What is needed
The word "Duration" marks the lines you need; copy each of them from the data.

[Stored items]
________
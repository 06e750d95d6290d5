//! Install command - install a package from a zip archive.

use anyhow::{Context, Result};
use clap::Args;
use console::style;
use indicatif::{ProgressBar, ProgressStyle};
use std::path::PathBuf;
use std::time::Duration;

use pkginst::{InstallPipeline, RepositoryPolicy, UploadedArchive, SUCCESS_MESSAGE};

use crate::config::PkginstConfig;

#[derive(Args, Debug)]
pub struct InstallArgs {
    /// Zip archive containing the package
    #[arg(value_name = "ARCHIVE")]
    pub archive: PathBuf,

    /// Declared media type of the archive (detected from its content when omitted)
    #[arg(long, value_name = "TYPE")]
    pub mime_type: Option<String>,

    /// Application root holding composer.json
    #[arg(short = 'd', long, default_value = ".")]
    pub working_dir: PathBuf,

    /// Directory receiving packages, relative to the application root
    #[arg(long, value_name = "DIR")]
    pub packages_dir: Option<PathBuf>,

    /// Composer executable
    #[arg(long, value_name = "BIN")]
    pub composer_bin: Option<PathBuf>,

    /// Seconds before composer is killed (0 = no limit)
    #[arg(long, value_name = "SECS")]
    pub timeout: Option<u64>,

    /// Do not run composer update after patching composer.json
    #[arg(long)]
    pub no_update: bool,

    /// Only validate the archive and show where it would be installed
    #[arg(long)]
    pub dry_run: bool,

    /// Do not add a path repository whose url is already declared
    #[arg(long)]
    pub dedupe_repositories: bool,

    /// Undo extraction and composer.json changes when composer fails
    #[arg(long)]
    pub rollback_on_failure: bool,
}

pub async fn execute(args: InstallArgs) -> Result<i32> {
    let working_dir = args.working_dir.canonicalize()
        .context("Failed to resolve working directory")?;

    let mut file_config = PkginstConfig::load(&working_dir)?.unwrap_or_default();
    file_config.apply_env();
    let mut config = file_config.to_install_config(&working_dir);

    // Command line flags win over pkginst.toml and the environment
    if let Some(dir) = args.packages_dir {
        config.packages_dir = dir;
    }
    if let Some(bin) = args.composer_bin {
        config.composer_binary = bin;
    }
    if let Some(secs) = args.timeout {
        config.process_timeout = (secs > 0).then(|| Duration::from_secs(secs));
    }
    if args.dedupe_repositories {
        config.repository_policy = RepositoryPolicy::DeduplicateByUrl;
    }
    config.rollback_on_tool_failure |= args.rollback_on_failure;
    config.run_update = !args.no_update;
    config.dry_run = args.dry_run;

    if !config.manifest_path().exists() {
        eprintln!("{} No composer.json found in {}",
            style("Error:").red().bold(),
            working_dir.display()
        );
        return Ok(1);
    }

    let upload = match args.mime_type {
        Some(mime_type) => UploadedArchive::new(&args.archive, mime_type),
        None => UploadedArchive::detect(&args.archive)
            .with_context(|| format!("Failed to read {}", args.archive.display()))?,
    };

    println!("{} Installing {}", style("Package").green().bold(), style(upload.display_name()).white().bold());
    if config.dry_run {
        println!("{} Running in dry-run mode", style("Info:").cyan());
    }

    let spinner = create_spinner("Installing package...");
    let pipeline = InstallPipeline::new(config);

    // The pipeline blocks for as long as composer runs
    let result = tokio::task::spawn_blocking(move || pipeline.run(&upload))
        .await
        .context("Installation task panicked")?;
    spinner.finish_and_clear();

    match result {
        Ok(outcome) => {
            println!("  {} {} {}",
                style("+").green(),
                style(outcome.identity.full_name()).white().bold(),
                style(&outcome.target.relative_package_dir).dim()
            );

            if outcome.dry_run {
                println!("{} {} can be installed into {}",
                    style("Info:").cyan(),
                    outcome.identity,
                    outcome.target.package_dir.display()
                );
                return Ok(0);
            }

            if !outcome.requirement_added {
                println!("{} {} was already required", style("Info:").cyan(), outcome.identity);
            }
            if let Some(output) = &outcome.tool_output {
                print_tool_output(&output.combined());
            } else {
                println!("{} Skipped composer update; run 'composer update {}' to finish",
                    style("Info:").cyan(),
                    outcome.identity.name()
                );
            }

            println!("{} {}", style("Success:").green().bold(), SUCCESS_MESSAGE);
            Ok(0)
        }
        Err(failure) => {
            if let Some(output) = failure.error.tool_output() {
                print_tool_output(&output.combined());
            }
            eprintln!("{} {}", style("Error:").red().bold(), failure.error.message());
            log::debug!("{} ({})", failure.error, failure.error.code());
            for action in &failure.rolled_back {
                eprintln!("  {} {}", style("-").red(), style(action).dim());
            }
            Ok(1)
        }
    }
}

fn print_tool_output(output: &str) {
    for line in output.lines() {
        println!("  {}", style(line).dim());
    }
}

fn create_spinner(message: &str) -> ProgressBar {
    if !console::Term::stderr().is_term() {
        return ProgressBar::hidden();
    }

    let pb = ProgressBar::new_spinner();
    if let Ok(spinner_style) = ProgressStyle::default_spinner().template("{spinner:.green} {msg}") {
        pb.set_style(spinner_style);
    }
    pb.set_message(message.to_string());
    pb.enable_steady_tick(Duration::from_millis(100));
    pb
}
________
Expected answer
use std::time::Duration;
        config.process_timeout = (secs > 0).then(|| Duration::from_secs(secs));
    pb.enable_steady_tick(Duration::from_millis(100));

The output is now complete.